Tienes el cañón. Tienes el agua. ¿Pero realmente puedes beberlo? No.
No cometas ese error.
El agua de lluvia parece clara. Huele neutro. No es seguro para el consumo humano a menos que lo filtre y lo trate en profundidad. Y aun así, ¿por qué arriesgarse?
Esa agua que cae del techo es un recogedor de escombros. Tiene partículas del escape del automóvil. Tienes residuos de chimenea. Tienes excrementos de pájaros. Los insectos muertos se descomponen en la pantalla del canal. No es prístino.
Pero a tus plantas no les importa la contaminación.
Les encanta esta agua. Es gratis. Es suave. Es perfecto para remojar césped, parterres y huertos. Puede lavar el revestimiento con una manguera. Puedes volar el camino de entrada. Podrás lavar el coche sin dejar esas manchas de agua dura.
Regar las verduras correctamente
Hay una forma correcta y otra incorrecta de utilizar el agua de lluvia en los cultivos alimentarios.
Si lo rocías sobre verduras de hojas verdes como la lechuga o la albahaca, estás rociando contaminantes directamente sobre la parte que comes. No hagas eso.

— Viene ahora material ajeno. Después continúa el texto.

mod reconcile_tests {
    use super::*;

    #[tokio::test]
    async fn partial_failure_reloads_from_remote() {
        let (remote, mut board) = setup(abc_pending()).await;
        // Second of the three updates fails.
        remote.fail_update(1, RemoteError::rejected(400, "order rejected"));

        let err = board
            .handle_move(MoveDescriptor::within(Status::Pending, 2, 0))
            .await
            .unwrap_err();

        assert_eq!(err.code, ErrorCode::BatchFailed);
        assert_eq!(err.failed_ids, vec![1]);
        assert_eq!(
            err.details.as_deref(),
            Some("Server returned code 400, error message is: order rejected")
        );
        assert!(remote.calls().contains(&RemoteCall::List));

        // Local state equals a fresh list(), not the optimistic order.
        let mut fresh = Board::new(remote.clone(), BoardOptions::default());
        fresh.load().await.unwrap();
        assert_eq!(snapshot(&board), snapshot(&fresh));
        assert_eq!(board.phase(), SyncPhase::Confirmed);
        assert!(board.last_error().is_some());
    }

    #[tokio::test]
    async fn failed_cross_move_restores_status() {
        let (remote, mut board) = setup(vec![todo(1, "A", Status::Pending, Some(0))]).await;
        remote.fail_update(1, RemoteError::transport("timed out"));

        let err = board
            .handle_move(MoveDescriptor::across(Status::Pending, 0, Status::Completed, 0))
            .await
            .unwrap_err();

        assert_eq!(err.code, ErrorCode::BatchFailed);
        assert_eq!(board.get(1).unwrap().status, Status::Pending);
        assert_eq!(titles(&board, Status::Pending), vec!["A"]);
        assert!(board.sequence(Status::Completed).is_empty());
    }

    #[tokio::test]
    async fn reload_failure_keeps_optimistic_state_and_stays_unconfirmed() {
        let (remote, mut board) = setup(abc_pending()).await;
        remote.fail_update(2, RemoteError::rejected(500, "db down"));
        remote.fail_list(RemoteError::transport("connection reset"));

        let err = board
            .handle_move(MoveDescriptor::within(Status::Pending, 2, 0))
            .await
            .unwrap_err();

        assert_eq!(err.code, ErrorCode::ReloadFailed);
        assert_eq!(titles(&board, Status::Pending), vec!["C", "A", "B"]);
        assert_eq!(board.phase(), SyncPhase::Optimistic { pending: 0 });

        remote.clear_failures();
        board.load().await.unwrap();
        assert_eq!(board.phase(), SyncPhase::Confirmed);
    }

    #[tokio::test]
    async fn late_failure_reload_overrides_later_move() {
        let (remote, mut board) = setup(vec![
            todo(1, "A", Status::Pending, Some(0)),
            todo(2, "B", Status::Pending, Some(1)),
            todo(3, "X", Status::Completed, Some(0)),
        ])
        .await;
        remote.fail_update(2, RemoteError::rejected(409, "stale"));

        // First move: B to the front of Pending (its update will fail).
        let first = board
            .begin_move(MoveDescriptor::within(Status::Pending, 1, 0))
            .unwrap();
        // Second move starts before the first settles and sees its optimistic state.
        let second = board
            .begin_move(MoveDescriptor::across(Status::Completed, 0, Status::Pending, 0))
            .unwrap();
        assert_eq!(board.phase(), SyncPhase::Optimistic { pending: 2 });
        assert_eq!(titles(&board, Status::Pending), vec!["X", "B", "A"]);

        // The first batch is rejected; the second one then goes through and
        // settles before the first.
        let first_report = first.persist().await;
        remote.clear_failures();
        let second_report = second.persist().await;
        board.settle(&second_report).await.unwrap();
        assert!(board.settle(&first_report).await.is_err());

        // The reload reflects whatever the remote accepted.
        let mut fresh = Board::new(remote.clone(), BoardOptions::default());
        fresh.load().await.unwrap();
        assert_eq!(snapshot(&board), snapshot(&fresh));
        assert_eq!(board.phase(), SyncPhase::Confirmed);
    }

    #[tokio::test]
    async fn reject_policy_serializes_batches_per_column() {
        let options = BoardOptions {
            overlap: OverlapPolicy::Reject,
            ..BoardOptions::default()
        };
        let (_remote, mut board) = setup_with(
            vec![
                todo(1, "A", Status::Pending, Some(0)),
                todo(2, "B", Status::Pending, Some(1)),
                todo(3, "X", Status::Cancelled, Some(0)),
                todo(4, "Y", Status::Cancelled, Some(1)),
            ],
            options,
        )
        .await;

        let first = board
            .begin_move(MoveDescriptor::within(Status::Pending, 1, 0))
            .unwrap();

        let err = board
            .begin_move(MoveDescriptor::across(Status::Cancelled, 0, Status::Pending, 0))
            .unwrap_err();
        assert_eq!(err.code, ErrorCode::BatchInFlight);
        assert_eq!(titles(&board, Status::Cancelled), vec!["X", "Y"]);

        // Unrelated column is free.
        board
            .begin_move(MoveDescriptor::within(Status::Cancelled, 1, 0))
            .expect("other column should not be blocked");

        let report = first.persist().await;
        board.settle(&report).await.unwrap();
        assert!(
            board
                .begin_move(MoveDescriptor::within(Status::Pending, 0, 1))
                .is_ok()
        );
    }
}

Mantenga el flujo bajo. Apunta al suelo. Deje que el agua penetre en la tierra alrededor de las raíces. Esto proporciona humedad sin contaminar las partes comestibles.
El tiempo importa. No utilice agua de lluvia dentro de un par de días de la cosecha. Si debe regar cerca del momento de la cosecha, lave bien el producto con agua del grifo antes de comerlo. Esa agua del grifo es tratada. Es seguro.
Mantenimiento de su configuración
Un barril de lluvia abandonado se convierte en un caldo de cultivo.
Mantenga la tapa puesta. Siempre. La luz del sol y el aire libre favorecen el crecimiento de algas. Las algas obstruyen los filtros y tienen un aspecto asqueroso.
Comprueba la pantalla. A los mosquitos les encanta el agua estancada. Una malla suelta les permite entrar. Un sello hermético los mantiene fuera.
Limpie el filtro regularmente. Siga las instrucciones del fabricante. Si omite esto, perderá los beneficios.
Inspeccione si hay fugas. Los daños causados por el agua son caros. Arréglelo temprano.
Mantenga limpias las canaletas. Si los escombros bloquean la bajante, el agua no llegará al barril. Se desbordará. Se acumulará. Eso es malo para tu base.
Preparación para el invierno
Si vives donde las temperaturas caen por debajo del punto de congelación, mueve el barril.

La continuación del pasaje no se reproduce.